#### TASK DETAILS:
Every record that follows must be given again exactly.

#### EXCERPTED DATA:
// SPDX-FileCopyrightText: 2025 RAprogramm <andrey.rozanov.vl@gmail.com>
// SPDX-License-Identifier: MIT

/// Retrieval and decoding of repository READMEs.
///
/// The upstream service returns README files as base64 payloads wrapped over
/// several lines. The fetcher strips the line breaks, decodes the payload and
/// requires the result to be valid UTF-8.
use base64::{Engine as _, engine::general_purpose::STANDARD};
use tracing::{debug, info};

use crate::{
    error::{Error, Lookup, classify},
    models::ReadmeContent,
    resolver::RepositoryResolver,
    session::Session,
    upstream::RawReadme,
};

const BASE64_ENCODING: &str = "base64";

/// Fetches the README at the default location of a repository.
#[derive(Debug, Clone, Copy,)]
pub struct ReadmeFetcher<'s,>
{
    session: &'s Session,
}

impl<'s,> ReadmeFetcher<'s,>
{
    pub fn new(session: &'s Session,) -> Self
    {
        Self {
            session,
        }
    }

    /// Returns the decoded README of `identifier`.
    ///
    /// # Errors
    ///
    /// * [`Error::ReadmeNotFound`] when the repository has no README.
    /// * [`Error::Upstream`] when the payload is not valid base64 or UTF-8.
    /// * The resolver taxonomy otherwise.
    pub async fn get_readme(&self, identifier: &str,) -> Result<ReadmeContent, Error,>
    {
        let resolved = RepositoryResolver::new(self.session,).resolve(identifier,).await?;
        let id = resolved.identifier();
        debug!("Fetching README for {}", id);

        let raw = self
            .session
            .upstream()
            .readme(id,)
            .await
            .map_err(|failure| classify(failure, &id.to_string(), Lookup::Readme,),)?;

        let readme = decode_readme(raw,)?;
        info!("Retrieved {} ({} bytes) for {}", readme.path, readme.size, id);
        Ok(readme,)
    }
}

fn decode_readme(raw: RawReadme,) -> Result<ReadmeContent, Error,>
{
    if let Some(encoding,) = raw.encoding.as_deref().filter(|value| *value != BASE64_ENCODING,) {
        return Err(Error::upstream_data(format!(
            "README {} uses unsupported encoding '{encoding}'",
            raw.path
        ),),);
    }

    let compact: String = raw.content.chars().filter(|ch| !ch.is_ascii_whitespace(),).collect();
    let bytes = STANDARD.decode(compact.as_bytes(),).map_err(|error| {
        Error::upstream_data(format!("README {} is not valid base64: {error}", raw.path),)
    },)?;
    let content = String::from_utf8(bytes,).map_err(|error| {
        Error::upstream_data(format!("README {} is not valid UTF-8: {error}", raw.path),)
    },)?;

    Ok(ReadmeContent {
        content,
        path: raw.path,
        url: raw.download_url,
        size: raw.size,
        name: raw.name,
    },)
}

#### RESULT OF THE TASK:
// SPDX-FileCopyrightText: 2025 RAprogramm <andrey.rozanov.vl@gmail.com>
// SPDX-License-Identifier: MIT

/// Retrieval and decoding of repository READMEs.
///
/// The upstream service returns README files as base64 payloads wrapped over
/// several lines. The fetcher strips the line breaks, decodes the payload and
/// requires the result to be valid UTF-8.
use base64::{Engine as _, engine::general_purpose::STANDARD};
use tracing::{debug, info};

use crate::{
    error::{Error, Lookup, classify},
    models::ReadmeContent,
    resolver::RepositoryResolver,
    session::Session,
    upstream::RawReadme,
};

const BASE64_ENCODING: &str = "base64";

/// Fetches the README at the default location of a repository.
#[derive(Debug, Clone, Copy,)]
pub struct ReadmeFetcher<'s,>
{
    session: &'s Session,
}

impl<'s,> ReadmeFetcher<'s,>
{
    pub fn new(session: &'s Session,) -> Self
    {
        Self {
            session,
        }
    }

    /// Returns the decoded README of `identifier`.
    ///
    /// # Errors
    ///
    /// * [`Error::ReadmeNotFound`] when the repository has no README.
    /// * [`Error::Upstream`] when the payload is not valid base64 or UTF-8.
    /// * The resolver taxonomy otherwise.
    pub async fn get_readme(&self, identifier: &str,) -> Result<ReadmeContent, Error,>
    {
        let resolved = RepositoryResolver::new(self.session,).resolve(identifier,).await?;
        let id = resolved.identifier();
        debug!("Fetching README for {}", id);

        let raw = self
            .session
            .upstream()
            .readme(id,)
            .await
            .map_err(|failure| classify(failure, &id.to_string(), Lookup::Readme,),)?;

        let readme = decode_readme(raw,)?;
        info!("Retrieved {} ({} bytes) for {}", readme.path, readme.size, id);
        Ok(readme,)
    }
}

fn decode_readme(raw: RawReadme,) -> Result<ReadmeContent, Error,>
{
    if let Some(encoding,) = raw.encoding.as_deref().filter(|value| *value != BASE64_ENCODING,) {
        return Err(Error::upstream_data(format!(
            "README {} uses unsupported encoding '{encoding}'",
            raw.path
        ),),);
    }

    let compact: String = raw.content.chars().filter(|ch| !ch.is_ascii_whitespace(),).collect();
    let bytes = STANDARD.decode(compact.as_bytes(),).map_err(|error| {
        Error::upstream_data(format!("README {} is not valid base64: {error}", raw.path),)
    },)?;
    let content = String::from_utf8(bytes,).map_err(|error| {
        Error::upstream_data(format!("README {} is not valid UTF-8: {error}", raw.path),)
    },)?;

    Ok(ReadmeContent {
        content,
        path: raw.path,
        url: raw.download_url,
        size: raw.size,
        name: raw.name,
    },)
}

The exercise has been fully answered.